Coca Cola advertisement. Photo: wiki commons.

For 15 years, Egyptian-Jewish businessman Refael Bigio has been battling a goliath corporate adversary, The Coca-Cola Company. Bigio charges that Coke has been profiting from his family’s stolen property just outside Cairo. The Bigio family’s property was expropriated by Egyptian President Gamel Abdel Nasser in the mid-1960s during one of Egypt’s anti-Jewish purges. Over the course of a decade and a half, the Coca-Cola Company has steadfastly refused to bargain in good faith or to negotiate any fair compensation for the expropriated property, according to Bigio’s lawyers.

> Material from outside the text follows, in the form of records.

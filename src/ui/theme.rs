//! Visual theme and styling.

use console::Style;

/// fnkit's visual theme.
#[derive(Debug, Clone)]
pub struct FnkitTheme {
    /// Style for success messages and available templates (green).
    pub success: Style,
    /// Style for warning messages (orange).
    pub warning: Style,
    /// Style for error messages and unavailable templates (red bold).
    pub error: Style,
    /// Style for dim/secondary text.
    pub dim: Style,
    /// Style for highlighted/important text (bold).
    pub highlight: Style,
    /// Style for headers (cyan bold).
    pub header: Style,
    /// Style for key labels in key-value displays (bold).
    pub key: Style,
    /// Style for follow-up hints (cyan dim).
    pub hint: Style,
}

impl Default for FnkitTheme {
    fn default() -> Self {
        Self::new()
    }
}

impl FnkitTheme {
    /// Create the default theme.
    pub fn new() -> Self {
        Self {
            success: Style::new().green(),
            warning: Style::new().color256(208),
            error: Style::new().red().bold(),
            dim: Style::new().dim(),
            highlight: Style::new().bold(),
            header: Style::new().bold().cyan(),
            key: Style::new().bold(),
            hint: Style::new().cyan().dim(),
        }
    }

    /// Create a theme without colors (for non-TTY or --no-color).
    pub fn plain() -> Self {
        Self {
            success: Style::new(),
            warning: Style::new(),
            error: Style::new(),
            dim: Style::new(),
            highlight: Style::new(),
            header: Style::new(),
            key: Style::new(),
            hint: Style::new(),
        }
    }

    /// Pick the colored or plain theme for the current terminal.
    pub fn detect() -> Self {
        if should_use_colors() {
            Self::new()
        } else {
            Self::plain()
        }
    }

    pub fn format_success(&self, msg: &str) -> String {
        format!("{}", self.success.apply_to(format!("✓ {}", msg)))
    }

    pub fn format_warning(&self, msg: &str) -> String {
        format!("{}", self.warning.apply_to(format!("⚠ {}", msg)))
    }

    pub fn format_error(&self, msg: &str) -> String {
        format!("{}", self.error.apply_to(format!("✗ {}", msg)))
    }

    pub fn format_header(&self, title: &str) -> String {
        format!("{}", self.header.apply_to(title))
    }

    pub fn format_hint(&self, hint: &str) -> String {
        format!("{}", self.hint.apply_to(format!("→ {}", hint)))
    }

    /// Render an availability flag for listings.
    pub fn format_availability(&self, available: bool) -> String {
        if available {
            format!("{}", self.success.apply_to("yes"))
        } else {
            format!("{}", self.error.apply_to("no"))
        }
    }
}

/// Check if colors should be enabled.
pub fn should_use_colors() -> bool {
    // https://no-color.org/
    if std::env::var_os("NO_COLOR").is_some() {
        return false;
    }

    console::Term::stdout().is_term()
}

In the company’s defense, Coke’s attorneys have defended Egypt’s anti-Jewish seizures and even those of Hitler’s Germany as confiscations that “did not violate international law.”

Coca-Cola’s stony refusal to even place a fair offer on the table, Bigio’s attorneys charge, stands in bitter contrast to hundreds of millions of dollars in profits derived since 1965 from the operations of “Coca-Cola Egypt.” Coke has always known that its multimillion dollar windfall in Egypt has been and is now being generated by property unlawfully stolen from its Jewish owners by Nasser’s regime in a Nazi-style property seizure. In other words, the company is in possession of stolen property—and knows it. Coke’s only defense is that the theft Bigio suffered, for no reason other that he was Jewish, actually did not violate international law and was perfectly legal. By Coke’s long-standing legal rationale, the property of every Jew in the world could be seized without violating international law.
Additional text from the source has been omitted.